Düsseldorf. Man durfte staunen, als Mario Draghi neulich in Brüssel aufgetreten ist. Als ehemaliger Chef der Europäischen Zentralbank ist er ein Meister der filigranen Kommunikation. Doch bei der Übergabe seines 400-seitigen EU-Wettbewerbsberichts übte sich der Italiener in martialischer Rhetorik.
Europa brauche einen „radikalen Wandel“, der Kontinent stehe vor einer „existenziellen Herausforderung“, die am Ende seine Freiheit kosten könnte, sagte Draghi. Und als wäre das nicht genug, legte er noch mal nach: Es drohe ein „langsamer Todeskampf“, wenn die Europäer nicht massiv in ihre Energienetze, in Innovationsförderung und Verteidigung investieren würden.
>> Dieser Artikel ist ein Beitrag zur großen Handelsblatt-Aktion „Zukunftsplan Deutschland“. Alle Texte finden Sie hier.
Es klang nicht nur wie ein Abgesang auf den alten Kontinent. Es war einer.
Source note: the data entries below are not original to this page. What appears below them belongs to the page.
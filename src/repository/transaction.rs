use anyhow::Result;
use chrono::NaiveDate;

use crate::{
    constants::TransactionKind, infrastructure::database::DbPoolManager, models::Transaction,
};

const TRANSACTION_COLUMNS: &str =
    "id, kind, category, amount_cents, date, description, receipt, created_at, updated_at";

pub struct NewTransaction<'a> {
    pub kind: TransactionKind,
    pub category: &'a str,
    pub amount_cents: i64,
    pub date: NaiveDate,
    pub description: &'a str,
    pub receipt: Option<&'a str>,
}

pub async fn insert(db: &DbPoolManager, transaction: &NewTransaction<'_>) -> Result<u64> {
    let id = sqlx::query(
        "insert into transactions (kind, category, amount_cents, date, description, receipt)
         values (?, ?, ?, ?, ?, ?)",
    )
    .bind(transaction.kind.as_str())
    .bind(transaction.category)
    .bind(transaction.amount_cents)
    .bind(transaction.date)
    .bind(transaction.description)
    .bind(transaction.receipt)
    .execute(db.as_ref())
    .await?
    .last_insert_id();

    Ok(id)
}

/// Transactions dated on or after `from`.
pub async fn fetch_since(db: &DbPoolManager, from: NaiveDate) -> Result<Vec<Transaction>> {
    let transactions = sqlx::query_as::<_, Transaction>(&format!(
        "select {TRANSACTION_COLUMNS} from transactions where date >= ? order by date desc, id desc"
    ))
    .bind(from)
    .fetch_all(db.as_ref())
    .await?;

    Ok(transactions)
}

/// Transactions in `[from, until)`.
pub async fn fetch_between(
    db: &DbPoolManager,
    from: NaiveDate,
    until: NaiveDate,
) -> Result<Vec<Transaction>> {
    let transactions = sqlx::query_as::<_, Transaction>(&format!(
        "select {TRANSACTION_COLUMNS} from transactions
         where date >= ? and date < ? order by date, id"
    ))
    .bind(from)
    .bind(until)
    .fetch_all(db.as_ref())
    .await?;

    Ok(transactions)
}

pub async fn fetch_recent(db: &DbPoolManager, limit: u32) -> Result<Vec<Transaction>> {
    let transactions = sqlx::query_as::<_, Transaction>(&format!(
        "select {TRANSACTION_COLUMNS} from transactions order by date desc, id desc limit ?"
    ))
    .bind(limit)
    .fetch_all(db.as_ref())
    .await?;

    Ok(transactions)
}

pub async fn receipt_exists(db: &DbPoolManager, receipt: &str) -> Result<bool> {
    let found = sqlx::query_scalar::<_, u64>("select id from transactions where receipt = ? limit 1")
        .bind(receipt)
        .fetch_optional(db.as_ref())
        .await?;

    Ok(found.is_some())
}
use axum::{
    extract::{Path, State},
    http::header,
    response::{IntoResponse, Response},
};

use crate::{
    error::{AppError, HtmlError},
    repository,
    state::AppState,
};

pub async fn get_receipt(
    State(state): State<AppState>,
    Path(file): Path<String>,
) -> Result<Response, HtmlError> {
    let not_found = || AppError::NotFound("Comprovante não encontrado".into());

    if !repository::transaction::receipt_exists(&state.db, &file).await? {
        return Err(not_found().into());
    }

    let data = match state.storage.load_receipt(&file).await {
        Ok(data) => data,
        Err(e) => {
            tracing::warn!("receipt {file} is referenced but unreadable: {e}");
            return Err(not_found().into());
        },
    };

    Ok((
        [
            (header::CONTENT_TYPE, storage::content_type(&file)),
            (header::CACHE_CONTROL, "private, max-age=86400"),
        ],
        data,
    )
        .into_response())
}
Wer wollte auch bestreiten, dass Europa sich in einer kritischen Lage befindet: im Westen die zunehmend isolationistisch agierenden USA, die nicht erst seit Donald Trumps erster Präsidentschaft eine radikale Amerika-first-Politik und die Zerstörung jener regelbasierten Weltordnung betreiben, die sie selbst nach dem Zweiten Weltkrieg initiiert haben und in der Europa so gut gedeihen konnte. Dabei ist es nicht unwahrscheinlich, dass ab Januar 2025 Donald Trumps zweite Amtszeit droht.
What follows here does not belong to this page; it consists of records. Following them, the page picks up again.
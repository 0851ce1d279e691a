use chrono::{DateTime, NaiveDate, Utc};
use serde::{Deserialize, Serialize};

use crate::constants::TransactionKind;

/// A ledger entry.
#[derive(Debug, Clone, Serialize, Deserialize, sqlx::FromRow)]
pub struct Transaction {
    pub id: u64,
    pub kind: String,
    pub category: String,
    pub amount_cents: i64,
    pub date: NaiveDate,
    pub description: String,
    pub receipt: Option<String>,
    pub created_at: DateTime<Utc>,
    pub updated_at: DateTime<Utc>,
}

impl Transaction {
    pub fn kind(&self) -> TransactionKind {
        TransactionKind::from_db(&self.kind)
    }
}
Im Osten wiederum sieht Europa sich mit einem Russland konfrontiert, das mit dem Überfall auf die Ukraine in geschichtsrevisionistischer und imperialistischer Absicht den ersten großen Landkrieg seit fast 80 Jahren zurück nach Europa brachte.
In Fernost schließlich gibt es ein China, das die Führungsmacht USA herausfordert und dem gesamten Westen die Systemfrage stellt. In dem epochalen Konflikt zwischen den beiden Weltmächten wirkt Europa verloren – hin und hergerissen zwischen einer selbstbeschwörenden Souveränitätsbekundung und der Gewissheit, dass es sich dabei übernimmt.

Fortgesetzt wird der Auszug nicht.